* _PROBLEM DESCRIPTION_
What is wanted is an exact copy of the lines from the top of the listing through the line containing "code, then a".
Start of GIVEN RECORDS
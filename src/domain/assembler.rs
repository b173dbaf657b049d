//! Turns a parsed k6 summary plus the process exit code into an execution result.

use super::execution::{ExecutionResult, RawRunOutput};
use super::k6_output::ParsedSummary;

/// Diagnostic for any failed threshold or check in the summary.
pub const THRESHOLDS_FAILED: &str = "some thresholds have failed";
pub const NO_SCENARIOS: &str = "no scenarios found in k6 output";

/// Assemble the terminal result. `raw.combined_output` is retained verbatim.
///
/// Threshold and check failure markers win regardless of exit code, then a
/// non-zero exit. Step status only ever comes from those markers.
pub fn assemble(summary: ParsedSummary, raw: &RawRunOutput) -> ExecutionResult {
    let output = raw.combined_output.clone();

    if summary.thresholds_failed || summary.checks_failed {
        return ExecutionResult::failed(THRESHOLDS_FAILED, summary.scenarios, output);
    }

    if !raw.succeeded() {
        let message = match &summary.error_line {
            Some(line) => format!("k6 exited with status {}: {}", raw.exit_code, line),
            None => format!("k6 exited with status {}", raw.exit_code),
        };
        return ExecutionResult::failed(message, summary.scenarios, output);
    }

    if !summary.has_scenarios() {
        return ExecutionResult::failed(NO_SCENARIOS, Vec::new(), output);
    }

    ExecutionResult::success(summary.scenarios, output)
}
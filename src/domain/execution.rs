//! Execution request and result model.

use std::collections::BTreeMap;
use std::path::PathBuf;

use chrono::{DateTime, Utc};
use serde::{Deserialize, Serialize};

/// Suffix of a test type that selects `k6 cloud` over `k6 run`.
const CLOUD_TEST_TYPE_SUFFIX: &str = "/cloud";

/// One test execution as handed to the runner.
#[derive(Debug, Clone, PartialEq, Eq, Serialize, Deserialize)]
pub struct ExecutionRequest {
    /// Executor test type, e.g. `k6/script` or `k6/cloud`.
    #[serde(default, skip_serializing_if = "Option::is_none")]
    pub test_type: Option<String>,
    pub content: TestContent,
    /// Tokens forwarded verbatim to k6, in order.
    #[serde(default)]
    pub args: Vec<String>,
    #[serde(default)]
    pub envs: BTreeMap<String, String>,
    /// Injected like `envs`; values are masked in every retained output.
    #[serde(default)]
    pub secret_envs: BTreeMap<String, String>,
}

impl ExecutionRequest {
    pub fn new(content: TestContent) -> Self {
        Self {
            test_type: None,
            content,
            args: Vec::new(),
            envs: BTreeMap::new(),
            secret_envs: BTreeMap::new(),
        }
    }

    /// Inline script request.
    pub fn inline<S: Into<String>>(text: S) -> Self {
        Self::new(TestContent::Inline { text: text.into() })
    }

    /// Repository directory request.
    pub fn git_directory(repository: Repository) -> Self {
        Self::new(TestContent::GitDirectory { repository })
    }

    pub fn with_args<I, S>(mut self, args: I) -> Self
    where
        I: IntoIterator<Item = S>,
        S: Into<String>,
    {
        self.args = args.into_iter().map(Into::into).collect();
        self
    }

    pub fn with_env<K: Into<String>, V: Into<String>>(mut self, key: K, value: V) -> Self {
        self.envs.insert(key.into(), value.into());
        self
    }

    pub fn with_secret_env<K: Into<String>, V: Into<String>>(mut self, key: K, value: V) -> Self {
        self.secret_envs.insert(key.into(), value.into());
        self
    }

    pub fn with_test_type<S: Into<String>>(mut self, test_type: S) -> Self {
        self.test_type = Some(test_type.into());
        self
    }

    /// The k6 subcommand this request runs under.
    pub fn subcommand(&self) -> K6Subcommand {
        match &self.test_type {
            Some(t) if t.ends_with(CLOUD_TEST_TYPE_SUFFIX) => K6Subcommand::Cloud,
            _ => K6Subcommand::Run,
        }
    }
}

/// Where the test script comes from.
#[derive(Debug, Clone, PartialEq, Eq, Serialize, Deserialize)]
#[serde(tag = "type")]
pub enum TestContent {
    /// Script text, staged as a file in the data directory before the run.
    #[serde(rename = "string")]
    Inline { text: String },
    /// Directory inside a remote git repository.
    #[serde(rename = "git-dir")]
    GitDirectory { repository: Repository },
}

impl TestContent {
    pub fn is_inline(&self) -> bool {
        matches!(self, TestContent::Inline { .. })
    }
}

#[derive(Debug, Clone, PartialEq, Eq, Serialize, Deserialize)]
pub struct Repository {
    pub uri: String,
    pub branch: String,
    /// Sub-path inside the repository used as working directory.
    #[serde(default, skip_serializing_if = "Option::is_none")]
    pub path: Option<String>,
}

impl Repository {
    pub fn new<U: Into<String>, B: Into<String>>(uri: U, branch: B) -> Self {
        Self { uri: uri.into(), branch: branch.into(), path: None }
    }

    pub fn with_path<P: Into<String>>(mut self, path: P) -> Self {
        self.path = Some(path.into());
        self
    }
}

#[derive(Debug, Clone, Copy, PartialEq, Eq)]
pub enum K6Subcommand {
    Run,
    Cloud,
}

impl K6Subcommand {
    pub fn as_str(&self) -> &'static str {
        match self {
            K6Subcommand::Run => "run",
            K6Subcommand::Cloud => "cloud",
        }
    }
}

/// Script location produced by content resolution.
#[derive(Debug, Clone, PartialEq, Eq)]
pub struct ResolvedTarget {
    pub working_directory: PathBuf,
    /// Absolute staged script path for inline content. `None` means the script
    /// name is the trailing token of the request args.
    pub script_argument: Option<PathBuf>,
}

/// What the subprocess left behind.
#[derive(Debug, Clone, PartialEq, Eq)]
pub struct RawRunOutput {
    /// Process exit code; `-1` when the process was terminated by a signal.
    pub exit_code: i32,
    /// stdout followed by stderr, verbatim.
    pub combined_output: String,
}

impl RawRunOutput {
    pub fn new<S: Into<String>>(exit_code: i32, combined_output: S) -> Self {
        Self { exit_code, combined_output: combined_output.into() }
    }

    pub fn succeeded(&self) -> bool {
        self.exit_code == 0
    }
}

#[derive(Debug, Clone, Copy, PartialEq, Eq, Serialize, Deserialize)]
#[serde(rename_all = "lowercase")]
pub enum ExecutionStatus {
    Success,
    Error,
}

#[derive(Debug, Clone, Copy, PartialEq, Eq, Serialize, Deserialize)]
#[serde(rename_all = "lowercase")]
pub enum StepStatus {
    Success,
    Failed,
}

/// One scenario reported by k6.
#[derive(Debug, Clone, PartialEq, Eq, Serialize, Deserialize)]
pub struct StepResult {
    /// Full scenario marker line without the leading `* `.
    pub name: String,
    /// Verbatim `elapsed/total` token, e.g. `00m01.1s/10m0s`. Empty when k6
    /// never printed a progress line for the scenario.
    pub duration: String,
    pub status: StepStatus,
}

pub const OUTPUT_TYPE_TEXT: &str = "text/plain";

/// Terminal outcome of one run.
#[derive(Debug, Clone, PartialEq, Eq, Serialize, Deserialize)]
pub struct ExecutionResult {
    pub status: ExecutionStatus,
    #[serde(default, skip_serializing_if = "Option::is_none")]
    pub error_message: Option<String>,
    #[serde(default)]
    pub steps: Vec<StepResult>,
    #[serde(default)]
    pub output: String,
    pub output_type: String,
    #[serde(default, skip_serializing_if = "Option::is_none")]
    pub started_at: Option<DateTime<Utc>>,
    #[serde(default, skip_serializing_if = "Option::is_none")]
    pub finished_at: Option<DateTime<Utc>>,
}

impl ExecutionResult {
    pub fn success(steps: Vec<StepResult>, output: String) -> Self {
        Self {
            status: ExecutionStatus::Success,
            error_message: None,
            steps,
            output,
            output_type: OUTPUT_TYPE_TEXT.to_string(),
            started_at: None,
            finished_at: None,
        }
    }

    /// Error result with no steps and no captured output.
    pub fn error<S: Into<String>>(message: S) -> Self {
        Self::failed(message, Vec::new(), String::new())
    }

    pub fn failed<S: Into<String>>(message: S, steps: Vec<StepResult>, output: String) -> Self {
        Self {
            status: ExecutionStatus::Error,
            error_message: Some(message.into()),
            steps,
            output,
            output_type: OUTPUT_TYPE_TEXT.to_string(),
            started_at: None,
            finished_at: None,
        }
    }

    pub fn is_success(&self) -> bool {
        self.status == ExecutionStatus::Success
    }

    pub fn with_timing(mut self, started_at: DateTime<Utc>, finished_at: DateTime<Utc>) -> Self {
        self.started_at = Some(started_at);
        self.finished_at = Some(finished_at);
        self
    }
}
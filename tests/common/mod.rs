//! Shared testing harness for k6-runner integration tests.
#![allow(dead_code)]

use assert_cmd::Command;
use std::fs;
use std::os::unix::fs::PermissionsExt;
use std::path::{Path, PathBuf};
use tempfile::TempDir;

pub const SINGLE_SCENARIO: &str = include_str!("../fixtures/k6_single_scenario.txt");
pub const MULTIPLE_SCENARIOS: &str = include_str!("../fixtures/k6_multiple_scenarios.txt");
pub const THRESHOLD_FAILURE: &str = include_str!("../fixtures/k6_threshold_failure.txt");
pub const INVALID_FLAG: &str = include_str!("../fixtures/k6_invalid_flag.txt");

/// Isolated data directory plus a scripted stand-in for the `k6` binary.
pub struct TestContext {
    root: TempDir,
    data_dir: PathBuf,
    bin_dir: PathBuf,
}

impl TestContext {
    pub fn new() -> Self {
        let root = TempDir::new().expect("Failed to create temp directory for tests");
        let data_dir = root.path().join("data");
        let bin_dir = root.path().join("bin");
        fs::create_dir_all(&data_dir).expect("Failed to create data directory");
        fs::create_dir_all(&bin_dir).expect("Failed to create bin directory");
        Self { root, data_dir, bin_dir }
    }

    pub fn root(&self) -> &Path {
        self.root.path()
    }

    pub fn data_dir(&self) -> &Path {
        &self.data_dir
    }

    /// Install a fake k6 that records its argv, cwd and `TARGET_HOSTNAME`,
    /// prints `output` and exits with `exit_code`. Returns its path.
    pub fn install_fake_k6(&self, output: &str, exit_code: i32) -> PathBuf {
        let fixture = self.bin_dir.join("k6-output.txt");
        fs::write(&fixture, output).expect("Failed to write fake k6 output");

        let script = self.bin_dir.join("k6");
        let body = format!(
            "#!/bin/sh\n\
             printf '%s\\n' \"$@\" > '{bin}/argv.txt'\n\
             pwd > '{bin}/cwd.txt'\n\
             printf '%s' \"$TARGET_HOSTNAME\" > '{bin}/target_hostname.txt'\n\
             cat '{fixture}'\n\
             exit {code}\n",
            bin = self.bin_dir.display(),
            fixture = fixture.display(),
            code = exit_code,
        );
        fs::write(&script, body).expect("Failed to write fake k6");
        let mut perms = fs::metadata(&script).unwrap().permissions();
        perms.set_mode(0o755);
        fs::set_permissions(&script, perms).expect("Failed to chmod fake k6");
        script
    }

    /// Arguments the fake k6 was last invoked with.
    pub fn recorded_args(&self) -> Vec<String> {
        fs::read_to_string(self.bin_dir.join("argv.txt"))
            .expect("fake k6 was not invoked")
            .lines()
            .map(String::from)
            .collect()
    }

    pub fn recorded_cwd(&self) -> PathBuf {
        PathBuf::from(fs::read_to_string(self.bin_dir.join("cwd.txt")).unwrap().trim())
    }

    pub fn recorded_target_hostname(&self) -> String {
        fs::read_to_string(self.bin_dir.join("target_hostname.txt")).unwrap()
    }

    pub fn was_invoked(&self) -> bool {
        self.bin_dir.join("argv.txt").exists()
    }

    /// Write a request JSON file and return its path.
    pub fn write_request(&self, json: &serde_json::Value) -> PathBuf {
        let path = self.root().join("request.json");
        fs::write(&path, serde_json::to_string(json).unwrap()).unwrap();
        path
    }

    /// Build a command for invoking the compiled `k6-runner` binary.
    pub fn cli(&self) -> Command {
        let mut cmd = Command::cargo_bin("k6-runner").expect("Failed to locate k6-runner binary");
        cmd.current_dir(self.root()).env_remove("RUNNER_DATADIR").env_remove("RUNNER_K6_BINARY");
        cmd
    }

    /// Create a git repository with one commit on `main` holding `files`.
    pub fn init_script_repository(&self, files: &[(&str, &str)]) -> PathBuf {
        let repo = self.root().join("scripts-repo");
        fs::create_dir_all(&repo).unwrap();
        git(&repo, &["init", "--initial-branch=main"]);
        git(&repo, &["config", "user.name", "Test User"]);
        git(&repo, &["config", "user.email", "test@example.com"]);
        for (path, content) in files {
            let file = repo.join(path);
            fs::create_dir_all(file.parent().unwrap()).unwrap();
            fs::write(file, content).unwrap();
        }
        git(&repo, &["add", "."]);
        git(&repo, &["commit", "-m", "add k6 scripts"]);
        repo
    }
}

pub fn git(repo_dir: &Path, args: &[&str]) {
    let output = std::process::Command::new("git")
        .args(args)
        .current_dir(repo_dir)
        .output()
        .expect("git command failed to start");
    assert!(
        output.status.success(),
        "git {} failed: {}",
        args.join(" "),
        String::from_utf8_lossy(&output.stderr)
    );
}
//! # Customer Roster
//!
//! An insertion-ordered list of [`Customer`]s.
//!
//! Ids are lookup keys but are not required to be unique: removal drops every
//! customer sharing the id, while a name update touches only the first match.

use crate::model::{Customer, CustomerId};
use tracing::debug;

#[derive(Debug, Clone, Default)]
pub struct CustomerRoster {
    customers: Vec<Customer>,
}

impl CustomerRoster {
    pub fn new() -> Self {
        Self::default()
    }

    /// Appends `customer` without checking for an existing id.
    pub fn add(&mut self, customer: Customer) {
        debug!(customer_id = %customer.id, "Added customer");
        self.customers.push(customer);
    }

    /// Every customer, in the order they were added.
    pub fn find_all(&self) -> &[Customer] {
        &self.customers
    }

    /// Removes all customers with `id`. Returns whether any were removed.
    pub fn remove_by_id(&mut self, id: CustomerId) -> bool {
        let before = self.customers.len();
        self.customers.retain(|customer| customer.id != id);
        let removed = before - self.customers.len();
        debug!(customer_id = %id, removed, "Removed customers");
        removed > 0
    }

    /// Case-insensitive substring search on the name, in roster order.
    pub fn find_by_name_substring(&self, text: &str) -> Vec<&Customer> {
        let needle = text.to_lowercase();
        self.customers
            .iter()
            .filter(|customer| customer.name.to_lowercase().contains(&needle))
            .collect()
    }

    /// Renames the first customer with `id`; later matches are left alone.
    pub fn update_name_by_id(&mut self, id: CustomerId, new_name: impl Into<String>) -> bool {
        match self.customers.iter_mut().find(|customer| customer.id == id) {
            Some(customer) => {
                customer.name = new_name.into();
                debug!(customer_id = %id, "Renamed customer");
                true
            }
            None => false,
        }
    }

    pub fn contains(&self, id: CustomerId) -> bool {
        self.customers.iter().any(|customer| customer.id == id)
    }

    pub fn len(&self) -> usize {
        self.customers.len()
    }

    pub fn is_empty(&self) -> bool {
        self.customers.is_empty()
    }
}

impl FromIterator<Customer> for CustomerRoster {
    fn from_iter<I: IntoIterator<Item = Customer>>(iter: I) -> Self {
        Self {
            customers: iter.into_iter().collect(),
        }
    }
}

impl Extend<Customer> for CustomerRoster {
    fn extend<I: IntoIterator<Item = Customer>>(&mut self, iter: I) {
        for customer in iter {
            self.add(customer);
        }
    }
}

#[cfg(test)]
mod tests {
    use super::*;

    fn roster() -> CustomerRoster {
        [
            Customer::new(1, "Asha Rao"),
            Customer::new(2, "Ravi"),
            Customer::new(1, "Asha Duplicate"),
            Customer::new(3, "RAVINDRA"),
        ]
        .into_iter()
        .collect()
    }

    #[test]
    fn remove_drops_every_customer_with_the_id() {
        let mut roster = roster();
        assert!(roster.remove_by_id(CustomerId(1)));
        let ids: Vec<i32> = roster.find_all().iter().map(|c| c.id.0).collect();
        assert_eq!(ids, vec![2, 3]);
        assert!(!roster.remove_by_id(CustomerId(1)));
    }

    #[test]
    fn update_touches_first_match_only() {
        let mut roster = roster();
        assert!(roster.update_name_by_id(CustomerId(1), "Asha R."));
        assert_eq!(roster.find_all()[0].name, "Asha R.");
        assert_eq!(roster.find_all()[2].name, "Asha Duplicate");
        assert!(!roster.update_name_by_id(CustomerId(9), "Nobody"));
    }

    #[test]
    fn name_search_ignores_case_and_keeps_order() {
        let roster = roster();
        let found: Vec<&str> = roster
            .find_by_name_substring("ravi")
            .into_iter()
            .map(|c| c.name.as_str())
            .collect();
        assert_eq!(found, vec!["Ravi", "RAVINDRA"]);
        assert!(roster.find_by_name_substring("zz").is_empty());
    }
}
End of GIVEN RECORDS
* _EXERCISE ANSWER_
filename src/domain/assembler.rs
repository b173dbaf657b049d
//! Turns a parsed k6 summary plus the process exit code into an execution result.

use super::execution::{ExecutionResult, RawRunOutput};
use super::k6_output::ParsedSummary;

/// Diagnostic for any failed threshold or check in the summary.
pub const THRESHOLDS_FAILED: &str = "some thresholds have failed";
pub const NO_SCENARIOS: &str = "no scenarios found in k6 output";

/// Assemble the terminal result. `raw.combined_output` is retained verbatim.
///
/// Threshold and check failure markers win regardless of exit code, then a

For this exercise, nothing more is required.